Luma Simms has two very interesting pieces interacting with Reihan Salam’s new book Melting Pot or Civil War? One is at Public Discourse and the other is at Law and Liberty:
From the first piece:
Immigration, work migration, the flight of refugees due to war or persecution—all these upheavals are different faces of uprootedness. To be sure, uprootedness can be experienced by those who are geographically stationary as well, but here I am referring to that which happens to the individual person and/or peoples who, for one reason or another, are physically uprooted.
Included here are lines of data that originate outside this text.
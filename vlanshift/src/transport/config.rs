//! What the SSH layer needs to reach one inventory device.

use std::path::PathBuf;
use std::time::Duration;

use secrecy::SecretString;

/// Handling of host keys that are new or have changed.
#[derive(Debug, Clone, Copy, Default, PartialEq, Eq, clap::ValueEnum)]
pub enum HostKeyPolicy {
    /// Only hosts already in known_hosts.
    Strict,

    /// Record first-seen keys, refuse changed ones.
    #[default]
    AcceptNew,

    /// Accept any key. Lab devices that get rebuilt.
    Off,
}

/// Session settings shared by every device in a run.
#[derive(Debug, Clone, PartialEq, Eq)]
pub struct ConnectOptions {
    /// Connect and per-command timeout.
    pub timeout: Duration,
    pub host_keys: HostKeyPolicy,
    /// `~/.ssh/known_hosts` when unset.
    pub known_hosts: Option<PathBuf>,
}

impl Default for ConnectOptions {
    fn default() -> Self {
        Self {
            timeout: Duration::from_secs(30),
            host_keys: HostKeyPolicy::default(),
            known_hosts: None,
        }
    }
}

/// SSH endpoint and login of one device.
///
/// Testbeds carry passwords only; without one the `none` method is tried.
#[derive(Debug)]
pub struct SshConfig {
    pub host: String,
    pub port: u16,
    pub username: String,
    pub password: Option<SecretString>,
    pub options: ConnectOptions,
    /// PTY columns and rows.
    pub terminal: (u32, u32),
    /// Bytes from the end of the output searched for prompts.
    pub search_depth: usize,
}

impl SshConfig {
    /// `host:port`, for logging.
    pub fn endpoint(&self) -> String {
        format!("{}:{}", self.host, self.port)
    }

    pub fn timeout(&self) -> Duration {
        self.options.timeout
    }
}
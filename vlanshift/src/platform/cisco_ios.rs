//! Cisco IOS / IOS-XE platform definition.
//!
//! ```text
//! switch>                  exec
//! switch#                  privilege_exec
//! switch(config)#          configuration
//! switch(config-if)#       configuration (sub-mode)
//! ```
//!
//! ```text
//! exec --enable--> privilege_exec --configure terminal--> configuration
//!      <-disable--                <--------end-----------
//! ```

use super::{PlatformDefinition, PrivilegeLevel};
use crate::error::{ChannelError, Result};

/// Build the IOS platform definition.
pub fn platform() -> Result<PlatformDefinition> {
    let exec = PrivilegeLevel::root("exec", r"(?mi)^[\w.\-@/:]{1,63}>\s?$")
        .map_err(ChannelError::InvalidPattern)?;

    let privilege_exec = PrivilegeLevel::child(
        "privilege_exec",
        r"(?mi)^[\w.\-@/:]{1,63}#\s?$",
        "exec",
        "enable",
        "disable",
    )
    .and_then(|level| level.with_password_prompt(r"(?mi)^(?:enable\s)?password:\s?$"))
    .map_err(ChannelError::InvalidPattern)?
    .excluding("(conf");

    let configuration = PrivilegeLevel::child(
        "configuration",
        r"(?mi)^[\w.\-@/:]{1,63}\(conf[\w.\-@/:+]{0,32}\)#\s?$",
        "privilege_exec",
        "configure terminal",
        "end",
    )
    .map_err(ChannelError::InvalidPattern)?;

    Ok(PlatformDefinition::new("cisco_iosxe")
        .with_privilege(exec)
        .with_privilege(privilege_exec)
        .with_privilege(configuration)
        .with_default_privilege("privilege_exec")
        .with_config_privilege("configuration")
        .with_failure_pattern("% Invalid input")
        .with_failure_pattern("% Incomplete command")
        .with_failure_pattern("% Ambiguous command")
        .with_failure_pattern("% Unknown command")
        .with_failure_pattern("% Error")
        .with_on_open_command("terminal length 0")
        .with_on_open_command("terminal width 511")
        .with_terminal_size(511, 24))
}

#[cfg(test)]
mod tests {
    use super::*;

    #[test]
    fn test_levels() {
        let platform = platform().unwrap();
        assert_eq!(platform.name, "cisco_iosxe");
        let names: Vec<_> = platform.privilege_levels.keys().cloned().collect();
        assert_eq!(names, vec!["exec", "privilege_exec", "configuration"]);
        assert_eq!(platform.default_privilege, "privilege_exec");
        assert_eq!(platform.config_privilege, "configuration");
    }

    #[test]
    fn test_prompt_matching() {
        let platform = platform().unwrap();
        let exec = platform.get_privilege("exec").unwrap();
        let privileged = platform.get_privilege("privilege_exec").unwrap();
        let config = platform.get_privilege("configuration").unwrap();

        assert!(exec.matches("access-sw01>"));
        assert!(!exec.matches("access-sw01#"));

        assert!(privileged.matches("access-sw01#"));
        assert!(privileged.matches("core.lab#"));
        assert!(!privileged.matches("access-sw01(config)#"));

        assert!(config.matches("access-sw01(config)#"));
        assert!(config.matches("access-sw01(config-if)#"));
        assert!(config.matches("access-sw01(config-subif)#"));
        assert!(!config.matches("access-sw01#"));
    }

    #[test]
    fn test_enable_requires_password() {
        let platform = platform().unwrap();
        let privileged = platform.get_privilege("privilege_exec").unwrap();
        let prompt = privileged
            .entry
            .as_ref()
            .and_then(|entry| entry.password_prompt.as_ref())
            .unwrap();
        assert!(prompt.is_match(b"Password: "));
        assert!(prompt.is_match(b"enable password:"));
    }

    #[test]
    fn test_on_open_commands() {
        let platform = platform().unwrap();
        assert_eq!(
            platform.on_open_commands,
            vec!["terminal length 0", "terminal width 511"]
        );
        assert!(platform.detect_failure("% Invalid input detected").is_some());
    }
}
//! Device inventory.
//!
//! The inventory owns every device for the life of the process. Callers
//! look devices up by name, role, or management address and borrow them;
//! nothing hands out ownership.

mod testbed;

pub use testbed::{
    ConnectionEntry, ConnectionSpec, CredentialEntry, Credentials, DeviceEntry, DeviceSpec,
    Testbed, TestbedInfo,
};

use std::path::Path;

use indexmap::IndexMap;
use log::debug;

use crate::device::Device;
use crate::error::Result;
use crate::transport::ConnectOptions;

struct Entry<D> {
    role: String,
    address: String,
    device: D,
}

/// Devices keyed by name, in testbed order, with role and address indexes.
pub struct Inventory<D = Device> {
    entries: IndexMap<String, Entry<D>>,
    by_role: IndexMap<String, Vec<usize>>,
    by_address: IndexMap<String, usize>,
}

impl Inventory<Device> {
    /// Load a testbed file and create an SSH device for each entry.
    pub fn load(path: impl AsRef<Path>) -> Result<Self> {
        Self::load_with(path, ConnectOptions::default())
    }

    /// Like [`Inventory::load`], with `options` for every device session.
    pub fn load_with(path: impl AsRef<Path>, options: ConnectOptions) -> Result<Self> {
        let path = path.as_ref();
        debug!("loading testbed {} (timeout {:?})", path.display(), options.timeout);
        Self::from_testbed_with(&Testbed::from_path(path)?, |spec| {
            Device::new(spec).with_options(options.clone())
        })
    }

    pub fn from_testbed(testbed: &Testbed) -> Result<Self> {
        Self::from_testbed_with(testbed, Device::new)
    }
}

impl<D> Inventory<D> {
    /// Build an inventory, creating each device with `make`.
    pub fn from_testbed_with(testbed: &Testbed, make: impl FnMut(DeviceSpec) -> D) -> Result<Self> {
        let specs = testbed.device_specs()?;
        Ok(Self::from_specs(specs, make))
    }

    pub fn from_specs(specs: Vec<DeviceSpec>, mut make: impl FnMut(DeviceSpec) -> D) -> Self {
        let mut inventory = Self {
            entries: IndexMap::with_capacity(specs.len()),
            by_role: IndexMap::new(),
            by_address: IndexMap::new(),
        };
        for spec in specs {
            let name = spec.name.clone();
            let entry = Entry {
                role: spec.role.clone(),
                address: spec.connection.address.clone(),
                device: make(spec),
            };
            inventory.insert(name, entry);
        }
        inventory
    }

    fn insert(&mut self, name: String, entry: Entry<D>) {
        let (index, _) = self.entries.insert_full(name, entry);
        let entry = &self.entries[index];
        self.by_role
            .entry(entry.role.clone())
            .or_default()
            .push(index);
        self.by_address
            .entry(entry.address.clone())
            .or_insert(index);
    }

    /// Devices whose role equals `role`, in inventory order.
    ///
    /// An unknown role yields an empty list.
    pub fn devices_with_role(&self, role: &str) -> Vec<&D> {
        self.role_indexes(role)
            .iter()
            .filter_map(|&i| self.entries.get_index(i))
            .map(|(_, entry)| &entry.device)
            .collect()
    }

    /// Mutable form of [`Inventory::devices_with_role`].
    pub fn devices_with_role_mut(&mut self, role: &str) -> Vec<&mut D> {
        let wanted = self.by_role.get(role).map(Vec::as_slice).unwrap_or_default();
        self.entries
            .values_mut()
            .enumerate()
            .filter(|(i, _)| wanted.contains(i))
            .map(|(_, entry)| &mut entry.device)
            .collect()
    }

    /// First device whose management address is `address`.
    pub fn device_by_management_address(&self, address: &str) -> Option<&D> {
        let index = *self.by_address.get(address)?;
        self.entries.get_index(index).map(|(_, entry)| &entry.device)
    }

    pub fn device_by_management_address_mut(&mut self, address: &str) -> Option<&mut D> {
        let index = *self.by_address.get(address)?;
        self.entries
            .get_index_mut(index)
            .map(|(_, entry)| &mut entry.device)
    }

    pub fn get(&self, name: &str) -> Option<&D> {
        self.entries.get(name).map(|entry| &entry.device)
    }

    pub fn get_mut(&mut self, name: &str) -> Option<&mut D> {
        self.entries.get_mut(name).map(|entry| &mut entry.device)
    }

    /// Device names in inventory order.
    pub fn names(&self) -> impl Iterator<Item = &str> {
        self.entries.keys().map(String::as_str)
    }

    /// Roles in order of first appearance.
    pub fn roles(&self) -> impl Iterator<Item = &str> {
        self.by_role.keys().map(String::as_str)
    }

    pub fn len(&self) -> usize {
        self.entries.len()
    }

    pub fn is_empty(&self) -> bool {
        self.entries.is_empty()
    }

    fn role_indexes(&self, role: &str) -> &[usize] {
        self.by_role.get(role).map(Vec::as_slice).unwrap_or_default()
    }
}
//! Retrieve the running configuration.

use crate::device::DeviceSession;
use crate::error::Result;
use crate::parsers::{ConfigTree, running_config};

/// Fetch and parse `show running-config`.
pub async fn learn<D: DeviceSession>(device: Option<&mut D>) -> Result<Option<ConfigTree>> {
    let Some(device) = device else {
        return Ok(None);
    };
    device.connect().await?;
    let output = device.execute(running_config::COMMAND).await?;
    Ok(Some(ConfigTree::parse(&output)))
}

#[cfg(test)]
mod tests {
    use super::*;
    use crate::tasks::mock::ScriptedDevice;

    #[tokio::test]
    async fn test_learn() {
        let mut device = ScriptedDevice::new("sw1").with_output(
            "show running-config",
            "hostname sw1\n!\ninterface Vlan1\n ip address 10.0.0.2 255.255.255.0\n!\nend\n",
        );
        let tree = learn(Some(&mut device)).await.unwrap().unwrap();
        assert!(tree.contains("hostname sw1"));
        assert!(tree.interface("Vlan1").unwrap().contains("ip address 10.0.0.2 255.255.255.0"));
        assert_eq!(device.connects, 1);
    }

    #[tokio::test]
    async fn test_absent_device() {
        assert!(learn::<ScriptedDevice>(None).await.unwrap().is_none());
    }
}
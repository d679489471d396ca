//! Builder for creating device drivers.

use std::time::Duration;

use secrecy::SecretString;

use super::generic::GenericDriver;
use crate::error::{DriverError, Result};
use crate::platform::{Platform, PlatformDefinition};
use crate::transport::{ConnectOptions, SshConfig};

/// Builder for constructing device drivers.
///
/// ```rust,no_run
/// use vlanshift::driver::{Driver, DriverBuilder};
/// use vlanshift::platform::Platform;
///
/// # async fn example() -> Result<(), vlanshift::Error> {
/// let mut driver = DriverBuilder::new("10.0.0.2")
///     .username("admin")
///     .password("secret")
///     .platform(Platform::CiscoIos)
///     .build()?;
/// driver.open().await?;
/// # Ok(())
/// # }
/// ```
pub struct DriverBuilder {
    host: String,
    port: u16,
    username: Option<String>,
    password: Option<SecretString>,
    enable_secret: Option<SecretString>,
    platform: Option<PlatformDefinition>,
    platform_kind: Option<Platform>,
    options: ConnectOptions,
    search_depth: usize,
}

impl DriverBuilder {
    pub fn new(host: impl Into<String>) -> Self {
        Self {
            host: host.into(),
            port: 22,
            username: None,
            password: None,
            enable_secret: None,
            platform: None,
            platform_kind: None,
            options: ConnectOptions::default(),
            search_depth: 1000,
        }
    }

    /// Set the SSH port (default: 22).
    pub fn port(mut self, port: u16) -> Self {
        self.port = port;
        self
    }

    pub fn username(mut self, username: impl Into<String>) -> Self {
        self.username = Some(username.into());
        self
    }

    pub fn password(mut self, password: impl Into<String>) -> Self {
        self.password = Some(SecretString::from(password.into()));
        self
    }

    /// Use an already-wrapped password.
    pub fn password_secret(mut self, password: SecretString) -> Self {
        self.password = Some(password);
        self
    }

    /// Secret for `enable`. Defaults to the login password.
    pub fn enable_secret(mut self, secret: SecretString) -> Self {
        self.enable_secret = Some(secret);
        self
    }

    pub fn platform(mut self, platform: Platform) -> Self {
        self.platform_kind = Some(platform);
        self
    }

    pub fn custom_platform(mut self, platform: PlatformDefinition) -> Self {
        self.platform = Some(platform);
        self
    }

    /// Timeout and host key handling.
    pub fn options(mut self, options: ConnectOptions) -> Self {
        self.options = options;
        self
    }

    /// Connect and per-command timeout (default: 30s).
    pub fn timeout(mut self, timeout: Duration) -> Self {
        self.options.timeout = timeout;
        self
    }

    /// Bytes from the end of the output searched for prompts (default: 1000).
    pub fn search_depth(mut self, depth: usize) -> Self {
        self.search_depth = depth;
        self
    }

    /// Build the driver without connecting.
    pub fn build(self) -> Result<GenericDriver> {
        let username = self.username.ok_or_else(|| DriverError::InvalidConfig {
            message: "username is required".to_string(),
        })?;

        let platform = match (self.platform, self.platform_kind) {
            (Some(custom), _) => custom,
            (None, Some(kind)) => kind.definition()?,
            (None, None) => {
                return Err(DriverError::InvalidConfig {
                    message: "platform must be specified".to_string(),
                }
                .into());
            }
        };

        let ssh_config = SshConfig {
            host: self.host,
            port: self.port,
            username,
            password: self.password,
            options: self.options,
            terminal: (platform.terminal_width, platform.terminal_height),
            search_depth: self.search_depth,
        };

        GenericDriver::new(ssh_config, platform, self.enable_secret)
    }
}
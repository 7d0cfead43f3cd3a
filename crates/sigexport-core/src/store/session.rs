use rusqlite::{Connection, OpenFlags, OptionalExtension, Row};
use std::path::Path;
use tracing::{debug, warn};

use super::rows::{
    ConversationRow, MessageRow, CONVERSATIONS_QUERY, ITEMS_TABLE, MESSAGES_QUERY, OWNER_QUERY,
    TABLE_EXISTS_QUERY,
};
use super::secret::{Secret, SecretSource};
use crate::constants::{cipher, OWNER_ITEM_ID};
use crate::error::{ExportError, Result};

/// An open, keyed handle on the encrypted store.
///
/// Dropping the session closes the connection; `close` does it explicitly and
/// reports failures.
pub struct Session {
    conn: Connection,
}

/// Bind the cipher parameters and then the key.
///
/// A wrong key or parameter set is not detected here; the first query fails
/// instead.
pub(crate) fn apply_cipher(conn: &Connection, secret: &Secret) -> Result<()> {
    let pragmas = [
        format!("PRAGMA cipher_default_page_size = {};", cipher::PAGE_SIZE),
        format!("PRAGMA cipher_default_kdf_iter = {};", cipher::KDF_ITER),
        format!(
            "PRAGMA cipher_default_hmac_algorithm = {};",
            cipher::HMAC_ALGORITHM
        ),
        format!(
            "PRAGMA cipher_default_kdf_algorithm = {};",
            cipher::KDF_ALGORITHM
        ),
    ];
    for pragma in &pragmas {
        conn.execute_batch(pragma)
            .map_err(ExportError::store("applying cipher parameters"))?;
    }

    // Parameter binding does not work for pragmas; the key is validated hex
    conn.execute_batch(&format!("PRAGMA key = {};", secret.key_literal()))
        .map_err(ExportError::store("binding the store key"))?;
    Ok(())
}

impl Session {
    pub fn open(db_path: &Path, source: SecretSource<'_>) -> Result<Self> {
        let secret = source.resolve()?;
        debug!(path = %db_path.display(), "opening store");

        // Read only: never create a missing store, never write to the live one
        let flags = OpenFlags::SQLITE_OPEN_READ_ONLY
            | OpenFlags::SQLITE_OPEN_URI
            | OpenFlags::SQLITE_OPEN_NO_MUTEX;
        let conn = Connection::open_with_flags(db_path, flags).map_err(ExportError::store(
            format!("opening {}", db_path.display()),
        ))?;
        apply_cipher(&conn, &secret)?;
        Ok(Self { conn })
    }

    /// Run `sql` and hand the mapped rows to `consume` as a one-shot stream.
    fn stream<R, T, F>(
        &self,
        sql: &str,
        context: &'static str,
        map: fn(&Row<'_>) -> rusqlite::Result<R>,
        consume: F,
    ) -> Result<T>
    where
        F: FnOnce(&mut dyn Iterator<Item = Result<R>>) -> Result<T>,
    {
        let mut stmt = self.conn.prepare(sql).map_err(ExportError::store(context))?;
        let rows = stmt.query_map([], map).map_err(ExportError::store(context))?;
        let mut rows = rows.map(|row| row.map_err(ExportError::store(context)));
        consume(&mut rows)
    }

    pub fn conversation_rows<T, F>(&self, consume: F) -> Result<T>
    where
        F: FnOnce(&mut dyn Iterator<Item = Result<ConversationRow>>) -> Result<T>,
    {
        self.stream(
            CONVERSATIONS_QUERY,
            "reading conversations",
            ConversationRow::from_row,
            consume,
        )
    }

    /// Message rows, ordered by `sent_at`
    pub fn message_rows<T, F>(&self, consume: F) -> Result<T>
    where
        F: FnOnce(&mut dyn Iterator<Item = Result<MessageRow>>) -> Result<T>,
    {
        self.stream(
            MESSAGES_QUERY,
            "reading messages",
            MessageRow::from_row,
            consume,
        )
    }

    fn has_table(&self, name: &str) -> Result<bool> {
        self.conn
            .query_row(TABLE_EXISTS_QUERY, [name], |row| row.get(0))
            .map_err(ExportError::store("inspecting the schema"))
    }

    /// Service id of the account that owns this store, if recorded
    pub fn owner_service_id(&self) -> Result<Option<String>> {
        if !self.has_table(ITEMS_TABLE)? {
            debug!("store has no items table, no owner resolved");
            return Ok(None);
        }

        let json: Option<String> = self
            .conn
            .query_row(OWNER_QUERY, [OWNER_ITEM_ID], |row| row.get(0))
            .optional()
            .map_err(ExportError::store("reading the account identity"))?;

        let Some(json) = json else {
            return Ok(None);
        };

        // Stored as {"id": "uuid_id", "value": "<serviceId>.<deviceId>"}
        let value = serde_json::from_str::<serde_json::Value>(&json)
            .ok()
            .and_then(|v| v.get("value").and_then(|s| s.as_str()).map(str::to_string));

        match value {
            Some(value) => {
                let service_id = value.split('.').next().unwrap_or_default();
                Ok((!service_id.is_empty()).then(|| service_id.to_string()))
            }
            None => {
                warn!("account identity item is malformed, no owner resolved");
                Ok(None)
            }
        }
    }

    pub fn close(self) -> Result<()> {
        self.conn
            .close()
            .map_err(|(_, e)| ExportError::StoreAccess {
                context: "closing the store".to_string(),
                source: e,
            })
    }
}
To use Weil’s language, we have or ought to have multiple roots. These are the bonds that tether a person to the different spheres of belonging, and immigration disrupts all these spheres. We see how this happens: there is the physical move from one town to another or one country to another. This involves leaving the variety of social circles in which that individual was embedded, such as family, friends, co-workers, and a religious community. It also means the disruption of the sphere that tied that individual or group to their town, city, or country. As a result, uprootedness can also disrupt the political spheres.
From the second:
I think one of the most important cultural crises of our time is that we have “largely symbolic and optional” cultural identities. More of that would be absolutely pernicious, yet Salam thinks it’s a good thing. He believes it is good because intermarriage has a higher probability of the immigrant leaving behind his ethnic identity and assimilating more fully into the American culture. Assimilation offers the basis for the melting in, and if they are melted in, then they become one of us, and if they become one of us, we will not have ethnic strife. This thinking assumes that ethnic heritage, communities, and civic associations are interchangeable. Give us your ethnic identity and close-knit community and we’ll give you middle class status in the richest nation on earth. The emptiness of that promise is driving our society to melancholy and madness.